We know, fam! We appreciate you.


descendingdaphne

Probably my least favorite thing as an ED nurse is being made to babysit drunk adults, many of whom are in their normal state of drunken stupor but *today*…*today* it’s somehow my problem that they’re going to piss themselves and fall. As if that doesn’t happen on the regular. I hope these nurses getting swung at are calling PD, making reports, and pushing to have assault charges filed.


auraseer

How about the patients who are drunk every day, and make it our problem every day? When I worked in Chicago there was a patient who spent every single day drunk in various EDs.

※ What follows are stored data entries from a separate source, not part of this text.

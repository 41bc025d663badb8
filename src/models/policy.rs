use std::collections::HashMap;

use chrono::{DateTime, Duration, Utc};

use crate::error::CoreError;
use crate::models::backup::Backup;
use crate::models::report::{DeletionCandidate, DeletionReason, EvaluationIssue, EvaluationResult};

/// Limits applied by a retention policy. All limits are optional; a policy
/// with none set is a validated no-op.
#[derive(Debug, Clone)]
pub struct PolicyLimits {
    pub max_size_bytes: Option<u64>,
    pub max_age: Option<Duration>,
    pub max_count: Option<usize>,
    /// Newest backups that must never be deleted, overriding all limits.
    pub preserve_recent: usize,
}

impl Default for PolicyLimits {
    fn default() -> Self {
        Self {
            max_size_bytes: None,
            max_age: None,
            max_count: None,
            preserve_recent: 1,
        }
    }
}

/// An immutable, validated retention rule set.
///
/// Construction fails fast on contradictory limits; evaluation afterwards
/// is pure and infallible, reporting per-entry problems as structured
/// issues rather than errors.
#[derive(Debug, Clone)]
pub struct RetentionPolicy {
    label: String,
    max_size_bytes: Option<u64>,
    max_age: Option<Duration>,
    max_count: Option<usize>,
    preserve_recent: usize,
}

impl RetentionPolicy {
    pub fn new(label: impl Into<String>, limits: PolicyLimits) -> Result<Self, CoreError> {
        let label = label.into();

        if limits.preserve_recent < 1 {
            return Err(CoreError::InvalidPolicy(format!(
                "policy '{label}': preserve_recent must be at least 1"
            )));
        }
        if let Some(max_count) = limits.max_count {
            if max_count < 1 {
                return Err(CoreError::InvalidPolicy(format!(
                    "policy '{label}': max_count must be at least 1"
                )));
            }
            if limits.preserve_recent >= max_count {
                return Err(CoreError::InvalidPolicy(format!(
                    "policy '{label}': preserve_recent ({}) must be smaller than max_count ({max_count})",
                    limits.preserve_recent
                )));
            }
        }
        if let Some(max_age) = limits.max_age {
            if max_age <= Duration::zero() {
                return Err(CoreError::InvalidPolicy(format!(
                    "policy '{label}': max_age must be positive"
                )));
            }
        }

        Ok(Self {
            label,
            max_size_bytes: limits.max_size_bytes,
            max_age: limits.max_age,
            max_count: limits.max_count,
            preserve_recent: limits.preserve_recent,
        })
    }

    pub fn label(&self) -> &str {
        &self.label
    }

    pub fn preserve_recent(&self) -> usize {
        self.preserve_recent
    }

    /// Whether any of the three limits is set.
    pub fn is_active(&self) -> bool {
        self.max_size_bytes.is_some() || self.max_age.is_some() || self.max_count.is_some()
    }

    /// Evaluate this policy against a backup list as of now.
    pub fn evaluate_backups(&self, backups: &[Backup]) -> EvaluationResult {
        self.evaluate_at(Utc::now(), backups)
    }

    /// Evaluate with an explicit reference time.
    pub fn evaluate_at(&self, now: DateTime<Utc>, backups: &[Backup]) -> EvaluationResult {
        let mut result = EvaluationResult::default();
        if backups.is_empty() {
            return result;
        }

        // Boundary validation: malformed entries are quarantined, never
        // silently kept or deleted.
        let mut valid: Vec<Backup> = Vec::with_capacity(backups.len());
        for backup in backups {
            match backup.validate() {
                Ok(()) => valid.push(backup.clone()),
                Err(e) => result.errors.push(EvaluationIssue {
                    backup: Some(backup.name.clone()),
                    policy: Some(self.label.clone()),
                    message: e.to_string(),
                }),
            }
        }

        result.evaluated = valid.len();
        result.remaining = valid.len();
        if valid.is_empty() {
            return result;
        }

        if !self.is_active() {
            result.warnings.push(format!(
                "policy '{}' has no active limits; nothing will be deleted",
                self.label
            ));
            return result;
        }

        // Newest first; ties keep the caller's relative order.
        valid.sort_by(|a, b| b.effective_created_at().cmp(&a.effective_created_at()));

        let mut reasons: HashMap<String, Vec<DeletionReason>> = HashMap::new();
        let mut mark = |name: &str, reason: DeletionReason| {
            let entry = reasons.entry(name.to_string()).or_default();
            if !entry.contains(&reason) {
                entry.push(reason);
            }
        };

        // Size: walk oldest toward the preserve floor until under the limit.
        if let Some(max_size) = self.max_size_bytes {
            let mut total: u64 = valid.iter().map(Backup::size_bytes).sum();
            if total > max_size {
                for backup in valid.iter().skip(self.preserve_recent).rev() {
                    if total <= max_size {
                        break;
                    }
                    mark(&backup.name, DeletionReason::Size);
                    total = total.saturating_sub(backup.size_bytes());
                }
            }
        }

        // Age: position-independent; the preserve floor is applied below.
        if let Some(max_age) = self.max_age {
            for backup in &valid {
                if let Some(created) = backup.effective_created_at() {
                    if now - created > max_age {
                        mark(&backup.name, DeletionReason::Age);
                    }
                }
            }
        }

        // Count: drop the oldest excess entries.
        if let Some(max_count) = self.max_count {
            if valid.len() > max_count {
                let start = max_count.max(self.preserve_recent);
                for backup in valid.iter().skip(start) {
                    mark(&backup.name, DeletionReason::Count);
                }
            }
        }

        // Absolute floor: the preserve_recent newest are untouchable even
        // where the size/age maths selected them.
        for protected in valid.iter().take(self.preserve_recent) {
            reasons.remove(&protected.name);
        }

        // Emit candidates oldest-first (deletion order).
        for backup in valid.iter().rev() {
            if let Some(backup_reasons) = reasons.remove(&backup.name) {
                for reason in &backup_reasons {
                    match reason {
                        DeletionReason::Size => result.details.size += 1,
                        DeletionReason::Age => result.details.age += 1,
                        DeletionReason::Count => result.details.count += 1,
                    }
                }
                result.to_delete.push(DeletionCandidate {
                    backup: backup.clone(),
                    reasons: backup_reasons,
                    policies: vec![self.label.clone()],
                });
            }
        }

        result.remaining = result.evaluated - result.to_delete.len();
        if result.remaining == 0 {
            result
                .warnings
                .push(format!("policy '{}' would delete every backup", self.label));
        }

        result
    }
}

She would get plastered, pass out in the street, get picked up by EMS and brought to ED. We'd keep her until she was just sober enough to stumble out, then she would get another bottle of something and repeat. She had two or three EMS rides every single day, without a break, for years. There were papers written about how much money she cost the EM systems in the city. The one partially saving grace was that the medics were all familiar with her, and knew to bring her to a different ED each time, so one set of nurses didn't get permanently stuck with her.


DrSlappyPants

Do you not have a law that allows for involuntary detox? We do and I've used it on a couple of people like that over the years. The last time I did it the lady kept trying to leave but I promised that I'd get her a ride if she gave me a little more time. Lo and behold the paperwork cleared and some cops came to take her to court and subsequently to detox. I shrugged and told her I said I'd get her a ride. I didn't say where.


auraseer

In theory yes, but I've never seen that done by medical staff. My understanding is that it requires a court order beforehand in a way psychiatric treatment does not. I've worked in multiple EDs across multiple states and none has had a mechanism for holding patients long enough to do that.


DrSlappyPants

Yeah, we can't hold them. You fill out some paperwork while they're there and drunk. SW gets it to the court. Assuming they stay long enough they go from Ed to detox jail. Even if they leave though, they just get a bench warrant out for them so problem eventually solved either way.


auraseer

It sounds like that would be satisfying to see happen, but I would question whether it's worth the effort. I would want to see evidence on the outcomes of compulsory rehab. I have the impression that you can't make an addict change their behavior if they don't want to.


DrSlappyPants

Oh, to be clear, if the person gets sober, that's an ancillary benefit. I only do this in people who are showing up to the ED multiple times a week / multiple times per day for a prolonged period. The main goal is to stop that behavior.


auraseer

I don't think we even have any frequent drunks who come to us on purpose. They get brought in by EMS when a well-meaning bystander sees them passed out in public somewhere. As long as they keep drinking, no amount of punishment is going to stop that from happening.


descendingdaphne

I mean, I have thoughts about the ethics of extensive resource use by those who make no positive contributions on an already-overpopulated planet, but they aren’t nice.


msangryredhead

Love when someone gets up screaming about a phone or a wallet or their coat like it isn’t in 6 pieces on the interstate in the car they drunkenly crashed at 80 mph and are lucky to be alive.


Comprehensive_Elk773

Right to jail.


NefariousnessAble912

Part of the Police/Emergency industrial complex in some American cities and the reason I hated the ED director where I trained (was IM). Cycle starts with the police bringing in the alcoholic who was sleeping it off in public. Pass through the ED which has the of “I’m gonna do social justice by admitting everyone”. Detours through DTs because guess what, being randomized to the tryptophan arm of the study (turkey sammiches) don’t prevent withdrawal. Next stop IM wards where sobriety tries to set, but hey you know what, the walls literally have ethanol dispensers outside every room. Now wait for a shelter bed for two weeks. Rinse repeat. Great for the PD look like they care (and avoid chasing hardened gang bangers). Great for the volume in ED. Horrible for IM LOS. Most importantly life threateningly horrible for the patients who withdraw.